Long Term Prognostic Impact of Sex-specific Longitudinal Changes in Blood Pressure. The EPIC-Norfolk Prospective Population Cohort Study.
European Journal of Preventive Cardiology 2021
DOI : 10.1093/eurjpc/zwab104
PubMed ID : 34223881
We aimed to determine the sex differences in longitudinal systolic and diastolic blood pressure (SBP and DBP) trajectories in mid-life and delineate the associations between these and mortality (all-cause, cardiovascular, and non-cardiovascular) and incident cardiovascular disease (CVD) in old age.

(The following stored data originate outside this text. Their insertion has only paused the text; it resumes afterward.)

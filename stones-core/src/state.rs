//! The full mutable state of one match.

use std::collections::BTreeSet;

use serde::{Deserialize, Serialize};

use crate::board::Board;
use crate::topology::{BoardTopology, LineKey};
use crate::{Cell, NodeId, Player};

/// Where the match stands.
#[derive(Clone, Copy, PartialEq, Eq, Debug, Hash, Serialize, Deserialize)]
pub enum Phase {
    /// Players drop stones from their budget onto empty nodes.
    Placement,
    /// Players slide (or jump) stones already on the board.
    Movement,
    /// The player to move formed a line and must pick an opponent stone.
    CaptureSelection,
    /// Absorbing; only reset leaves it.
    GameOver,
}

/// Snapshot of a match. Only the engine mutates it.
#[derive(Clone, PartialEq, Eq, Debug, Serialize, Deserialize)]
pub struct GameState {
    pub(crate) board: Board,
    pub(crate) current_player: Player,
    pub(crate) phase: Phase,
    pub(crate) remaining: [u8; 2],
    pub(crate) on_board: [u8; 2],
    /// Stones each player has lost to captures.
    pub(crate) captured: [u8; 2],
    pub(crate) selected: Option<NodeId>,
    pub(crate) pending_capture: Option<LineKey>,
    pub(crate) claimed: [BTreeSet<LineKey>; 2],
    pub(crate) winner: Option<Player>,
}

impl GameState {
    /// Starting position for a board: opening stones down, full budgets,
    /// Player One to move.
    pub fn initial(topology: &BoardTopology) -> GameState {
        let board = Board::from_masks(topology.opening(Player::One), topology.opening(Player::Two));
        let budget = topology.rules().placement_budget;
        GameState {
            board,
            current_player: Player::One,
            phase: if budget > 0 { Phase::Placement } else { Phase::Movement },
            remaining: [budget, budget],
            on_board: [board.count(Player::One), board.count(Player::Two)],
            captured: [0, 0],
            selected: None,
            pending_capture: None,
            claimed: [BTreeSet::new(), BTreeSet::new()],
            winner: None,
        }
    }

    pub fn board(&self) -> &Board {
        &self.board
    }

    pub fn cell(&self, node: NodeId) -> Cell {
        self.board.cell(node)
    }

    pub fn current_player(&self) -> Player {
        self.current_player
    }

    pub fn phase(&self) -> Phase {
        self.phase
    }

    /// Stones a player still has to place.
    pub fn stones_remaining(&self, player: Player) -> u8 {
        self.remaining[player.index()]
    }

    /// Stones a player has on the board, tracked incrementally.
    pub fn stones_on_board(&self, player: Player) -> u8 {
        self.on_board[player.index()]
    }

    /// Stones a player has lost to captures.
    pub fn stones_captured(&self, player: Player) -> u8 {
        self.captured[player.index()]
    }

    /// Stones still in play for a player: on the board or waiting to be placed.
    pub fn material(&self, player: Player) -> u8 {
        self.remaining[player.index()] + self.on_board[player.index()]
    }

    pub fn selected(&self) -> Option<NodeId> {
        self.selected
    }

    /// Line that earned the pending capture.
    pub fn pending_capture(&self) -> Option<LineKey> {
        self.pending_capture
    }

    /// Lines a player has already used for a capture.
    pub fn claimed_lines(&self, player: Player) -> &BTreeSet<LineKey> {
        &self.claimed[player.index()]
    }

    /// Check if either player has claimed a line.
    pub fn is_claimed(&self, line: LineKey) -> bool {
        self.claimed.iter().any(|set| set.contains(&line))
    }

    pub fn winner(&self) -> Option<Player> {
        self.winner
    }

    pub fn is_over(&self) -> bool {
        self.phase == Phase::GameOver
    }

    /// Check that the incremental counters agree with the board and that
    /// no line is claimed twice.
    pub fn is_consistent(&self) -> bool {
        let counts_match = Player::BOTH
            .iter()
            .all(|&p| self.on_board[p.index()] == self.board.count(p));
        let disjoint_claims = self.claimed[0].is_disjoint(&self.claimed[1]);
        let disjoint_masks = self.board.mask(Player::One) & self.board.mask(Player::Two) == 0;
        counts_match && disjoint_claims && disjoint_masks
    }
}
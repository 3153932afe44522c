//! Game-tree counter.
//!
//! Expands every legal action to a fixed depth and tallies nodes and
//! finished games per depth. Ctrl-C stops the walk and prints what was
//! counted so far.

use std::sync::atomic::{AtomicBool, Ordering};
use std::sync::Arc;
use std::time::Instant;

use anyhow::{Context, Result};
use stones_core::{BoardTopology, GameEngine, Player};
use tracing::{debug, info};

const LOG_EVERY: u64 = 1 << 20;

#[derive(Clone, Copy, Default, Debug)]
struct Tally {
    nodes: u64,
    p1_wins: u64,
    p2_wins: u64,
}

struct Walk {
    running: Arc<AtomicBool>,
    per_depth: Vec<Tally>,
    visited: u64,
    start: Instant,
}

impl Walk {
    fn visit(&mut self, engine: &mut GameEngine, depth: usize, max_depth: usize) -> Result<()> {
        if !self.running.load(Ordering::Relaxed) {
            return Ok(());
        }

        self.visited += 1;
        if self.visited % LOG_EVERY == 0 {
            info!(
                visited = self.visited,
                rate = self.visited as f64 / self.start.elapsed().as_secs_f64(),
                "still counting"
            );
        }

        let tally = &mut self.per_depth[depth];
        tally.nodes += 1;
        match engine.state().winner() {
            Some(Player::One) => tally.p1_wins += 1,
            Some(Player::Two) => tally.p2_wins += 1,
            None => {}
        }
        if depth == max_depth || engine.state().is_over() {
            return Ok(());
        }

        let snapshot = engine.state().clone();
        for action in engine.legal_actions() {
            match engine.apply(action) {
                Ok(_) => self.visit(engine, depth + 1, max_depth)?,
                Err(err) => debug!(?action, %err, "listed action was refused"),
            }
            engine
                .rewind(snapshot.clone())
                .with_context(|| format!("restoring position at depth {depth}"))?;
        }
        Ok(())
    }
}

pub fn run(topology: BoardTopology, depth: u32) -> Result<()> {
    let running = Arc::new(AtomicBool::new(true));
    let r = running.clone();
    ctrlc::set_handler(move || {
        r.store(false, Ordering::SeqCst);
    })
    .context("setting Ctrl-C handler")?;

    let mut engine = GameEngine::new(topology);
    let max_depth = depth as usize;
    info!(board = engine.topology().name(), depth, "counting game tree");

    let mut walk = Walk {
        running: running.clone(),
        per_depth: vec![Tally::default(); max_depth + 1],
        visited: 0,
        start: Instant::now(),
    };
    walk.visit(&mut engine, 0, max_depth)?;
    let elapsed = walk.start.elapsed();

    println!("{:>5} {:>14} {:>12} {:>12}", "Depth", "Nodes", "P1 wins", "P2 wins");
    println!("{}", "-".repeat(46));
    for (d, tally) in walk.per_depth.iter().enumerate() {
        println!("{:>5} {:>14} {:>12} {:>12}", d, tally.nodes, tally.p1_wins, tally.p2_wins);
    }
    println!();
    println!("Visited {} positions in {:.2}s", walk.visited, elapsed.as_secs_f64());
    if !running.load(Ordering::SeqCst) {
        println!("Interrupted: counts are partial.");
    }
    Ok(())
}
//! Command-line interface for the stones tooling.

use std::path::PathBuf;

use anyhow::{Context, Result};
use clap::{Args, Parser, Subcommand};
use stones_core::{BoardTopology, Variant};

/// Inspect boards, replay games and count game trees
#[derive(Parser, Debug)]
#[command(name = "stones")]
#[command(about = "Rule engine tooling for stone placement and capture games", long_about = None)]
#[command(version)]
pub struct Cli {
    /// Raise log verbosity (-v debug, -vv trace). RUST_LOG wins when set.
    #[arg(short, long, action = clap::ArgAction::Count, global = true)]
    pub verbose: u8,

    #[command(subcommand)]
    pub command: Command,
}

#[derive(Subcommand, Debug)]
pub enum Command {
    /// List the built-in boards and their rule flags
    Variants,

    /// Play a sequence of actions and print what happened
    Replay {
        #[command(flatten)]
        board: BoardArgs,

        /// Node label to place, select or capture; `from>to` to move
        tokens: Vec<String>,
    },

    /// Count game-tree nodes and outcomes to a fixed depth
    Perft {
        #[command(flatten)]
        board: BoardArgs,

        /// Number of actions to expand
        #[arg(short, long, default_value = "4")]
        depth: u32,
    },
}

/// Which board to play on
#[derive(Args, Debug)]
pub struct BoardArgs {
    /// Built-in variant name
    #[arg(long, default_value = "saler", conflicts_with = "board")]
    pub variant: Variant,

    /// Custom board document (JSON)
    #[arg(long)]
    pub board: Option<PathBuf>,
}

impl BoardArgs {
    pub fn load(&self) -> Result<BoardTopology> {
        match &self.board {
            Some(path) => {
                let json = std::fs::read_to_string(path)
                    .with_context(|| format!("reading board document {}", path.display()))?;
                BoardTopology::from_json(&json).with_context(|| format!("loading board {}", path.display()))
            }
            None => Ok(self.variant.topology()),
        }
    }
}
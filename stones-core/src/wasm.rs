//! WASM bindings for stones-core
//!
//! Nodes cross the boundary as labels. Every operation answers with an
//! outcome object: `{ accepted, reason, events, state }`.

use serde::Serialize;
use wasm_bindgen::prelude::*;

use crate::{
    BoardTopology, CaptureCause, GameEngine, GameEvent, GameState, NodeId, Phase, Player, RuleViolation,
    Transition, Variant, WinReason,
};

/// WASM-friendly wrapper around GameEngine
#[wasm_bindgen]
pub struct WasmGame {
    inner: GameEngine,
}

#[wasm_bindgen]
impl WasmGame {
    /// Start a match on a built-in board ("saler", "tinka", "lakir3", "lakir", "lakir9")
    #[wasm_bindgen(constructor)]
    pub fn new(variant: &str) -> Result<WasmGame, JsError> {
        let variant: Variant = variant.parse()?;
        Ok(WasmGame {
            inner: GameEngine::from_variant(variant),
        })
    }

    /// Start a match on a custom board document
    #[wasm_bindgen(js_name = fromJson)]
    pub fn from_json(json: &str) -> Result<WasmGame, JsError> {
        let topology = BoardTopology::from_json(json)?;
        Ok(WasmGame {
            inner: GameEngine::new(topology),
        })
    }

    /// Names of the built-in boards
    #[wasm_bindgen(js_name = variantNames)]
    pub fn variant_names() -> JsValue {
        let names: Vec<&str> = Variant::ALL.iter().map(|v| v.name()).collect();
        to_js(&names)
    }

    /// Node labels in index order
    pub fn nodes(&self) -> JsValue {
        let topo = self.inner.topology();
        let labels: Vec<&str> = topo.nodes().map(|n| topo.label(n)).collect();
        to_js(&labels)
    }

    /// Current state snapshot
    pub fn state(&self) -> JsValue {
        to_js(&StateView::new(self.inner.topology(), self.inner.state()))
    }

    #[wasm_bindgen(js_name = placeStone)]
    pub fn place_stone(&mut self, label: &str) -> JsValue {
        self.run(label, |engine, node| engine.place_stone(node))
    }

    #[wasm_bindgen(js_name = selectForMovement)]
    pub fn select_for_movement(&mut self, label: &str) -> JsValue {
        self.run(label, |engine, node| engine.select_for_movement(node))
    }

    #[wasm_bindgen(js_name = moveSelectedTo)]
    pub fn move_selected_to(&mut self, label: &str) -> JsValue {
        self.run(label, |engine, node| engine.move_selected_to(node))
    }

    #[wasm_bindgen(js_name = resolveCaptureSelection)]
    pub fn resolve_capture_selection(&mut self, label: &str) -> JsValue {
        self.run(label, |engine, node| engine.resolve_capture_selection(node))
    }

    pub fn reset(&mut self) -> JsValue {
        let transition = self.inner.reset();
        to_js(&Outcome::accepted(self.inner.topology(), &transition))
    }

    /// Labels where the player to move may place
    #[wasm_bindgen(js_name = legalPlacements)]
    pub fn legal_placements(&self) -> JsValue {
        to_js(&self.labels(self.inner.legal_placements()))
    }

    /// Labels of opponent stones that may be captured
    #[wasm_bindgen(js_name = capturableStones)]
    pub fn capturable_stones(&self) -> JsValue {
        to_js(&self.labels(self.inner.capturable_stones()))
    }

    /// Labels the selected stone may move to
    #[wasm_bindgen(js_name = selectedDestinations)]
    pub fn selected_destinations(&self) -> JsValue {
        to_js(&self.labels(self.inner.selected_destinations()))
    }
}

impl WasmGame {
    fn run(
        &mut self,
        label: &str,
        op: impl FnOnce(&mut GameEngine, NodeId) -> Result<Transition, RuleViolation>,
    ) -> JsValue {
        let Some(node) = self.inner.node(label) else {
            let reason = format!("Unknown node {label:?}");
            return to_js(&Outcome::rejected(self.inner.topology(), self.inner.state(), reason));
        };
        let outcome = match op(&mut self.inner, node) {
            Ok(transition) => Outcome::accepted(self.inner.topology(), &transition),
            Err(err) => Outcome::rejected(self.inner.topology(), self.inner.state(), err.to_string()),
        };
        to_js(&outcome)
    }

    fn labels(&self, nodes: Vec<NodeId>) -> Vec<&str> {
        let topo = self.inner.topology();
        nodes.into_iter().map(|n| topo.label(n)).collect()
    }
}

fn to_js<T: Serialize>(value: &T) -> JsValue {
    serde_wasm_bindgen::to_value(value).unwrap_or(JsValue::NULL)
}

fn player_bits(player: Option<Player>) -> u8 {
    player.map_or(0, |p| p as u8)
}

// ========== Views ==========

#[derive(Serialize)]
#[serde(rename_all = "camelCase")]
struct Outcome<'a> {
    accepted: bool,
    reason: Option<String>,
    events: Vec<EventView<'a>>,
    state: StateView<'a>,
}

impl<'a> Outcome<'a> {
    fn accepted(topo: &'a BoardTopology, transition: &Transition) -> Outcome<'a> {
        Outcome {
            accepted: true,
            reason: None,
            events: transition.events.iter().map(|e| EventView::new(topo, e)).collect(),
            state: StateView::new(topo, &transition.state),
        }
    }

    fn rejected(topo: &'a BoardTopology, state: &GameState, reason: String) -> Outcome<'a> {
        Outcome {
            accepted: false,
            reason: Some(reason),
            events: Vec::new(),
            state: StateView::new(topo, state),
        }
    }
}

#[derive(Serialize)]
#[serde(rename_all = "camelCase")]
struct StateView<'a> {
    board: &'a str,
    phase: Phase,
    current_player: u8,
    /// Owner per node in index order: 0 empty, 1 or 2
    cells: Vec<u8>,
    remaining: [u8; 2],
    on_board: [u8; 2],
    captured: [u8; 2],
    selected: Option<&'a str>,
    pending_capture: Option<Vec<&'a str>>,
    winner: u8,
}

impl<'a> StateView<'a> {
    fn new(topo: &'a BoardTopology, state: &GameState) -> StateView<'a> {
        let count = |f: fn(&GameState, Player) -> u8| Player::BOTH.map(|p| f(state, p));
        StateView {
            board: topo.name(),
            phase: state.phase(),
            current_player: state.current_player() as u8,
            cells: topo.nodes().map(|n| player_bits(state.cell(n).owner())).collect(),
            remaining: count(GameState::stones_remaining),
            on_board: count(GameState::stones_on_board),
            captured: count(GameState::stones_captured),
            selected: state.selected().map(|n| topo.label(n)),
            pending_capture: state.pending_capture().map(|line| topo.line_labels(line)),
            winner: player_bits(state.winner()),
        }
    }
}

#[derive(Serialize)]
#[serde(tag = "type", rename_all = "camelCase")]
enum EventView<'a> {
    Placed { player: u8, node: &'a str },
    Selected { player: u8, node: &'a str, destinations: Vec<&'a str> },
    Moved { player: u8, from: &'a str, to: &'a str },
    Captured { by: u8, node: &'a str, jump: bool },
    LineFormed { player: u8, line: Vec<&'a str> },
    LineClaimed { player: u8, line: Vec<&'a str> },
    PhaseChanged { phase: Phase },
    TurnPassed { to: u8 },
    GameOver { winner: u8, blocked: bool },
    Reset,
}

impl<'a> EventView<'a> {
    fn new(topo: &'a BoardTopology, event: &GameEvent) -> EventView<'a> {
        let label = |n: NodeId| topo.label(n);
        match *event {
            GameEvent::StonePlaced { player, node } => EventView::Placed {
                player: player as u8,
                node: label(node),
            },
            GameEvent::StoneSelected {
                player,
                node,
                ref destinations,
            } => EventView::Selected {
                player: player as u8,
                node: label(node),
                destinations: destinations.iter().map(|&n| label(n)).collect(),
            },
            GameEvent::StoneMoved { player, from, to } => EventView::Moved {
                player: player as u8,
                from: label(from),
                to: label(to),
            },
            GameEvent::StoneCaptured { by, node, cause } => EventView::Captured {
                by: by as u8,
                node: label(node),
                jump: cause == CaptureCause::Jump,
            },
            GameEvent::LineFormed { player, line } => EventView::LineFormed {
                player: player as u8,
                line: topo.line_labels(line),
            },
            GameEvent::LineClaimed { player, line } => EventView::LineClaimed {
                player: player as u8,
                line: topo.line_labels(line),
            },
            GameEvent::PhaseChanged { phase } => EventView::PhaseChanged { phase },
            GameEvent::TurnPassed { to } => EventView::TurnPassed { to: to as u8 },
            GameEvent::GameOver { winner, reason } => EventView::GameOver {
                winner: winner as u8,
                blocked: reason == WinReason::Blocked,
            },
            GameEvent::Reset => EventView::Reset,
        }
    }
}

Participants were selected from the European Prospective Investigation into Cancer, Norfolk (EPIC-Norfolk) cohort study. Sex-specific trajectories were determined using group-based trajectory models using three clinic BP measurements acquired between 1993 and 2012 (mean exposure ∼12.9 years). Multivariable Cox regressions determined the associations between trajectories and incident outcomes over the follow-up (median follow-up 9.4 years). A total of 2897 men (M) and 3819 women (F) were included. At baseline, women were younger (F-55.5, M-57.1), had a worse cardiometabolic profile and were less likely to receive primary CVD prevention including antihypertensive treatment (F-36.0%, M-42.0%). Over the exposure period, women had lower SBP trajectories while men exhibited more pronounced SBP decreases over this period. Over the follow-up period, women had lower mortality (F-11.9%, M-20.5%) and CVD incidence (F-19.8%, M-29.6%). Compared to optimal SBP (≤120 mmHg) and DBP (≤70 mmHg) trajectories, hypertensive trajectories were associated with increased mortality and incident CVD in both men and women during follow-up at univariable level. These associations were nevertheless not maintained upon extensive confounder adjustment including antihypertensive therapies.
We report sex disparities in CVD prevention which may relate to worse cardiometabolic profiles and less pronounced longitudinal SBP decreases in women. Effective anti-hypertensivetherapy may offset the adverse outcomes associated with prolonged exposure to high blood pressure.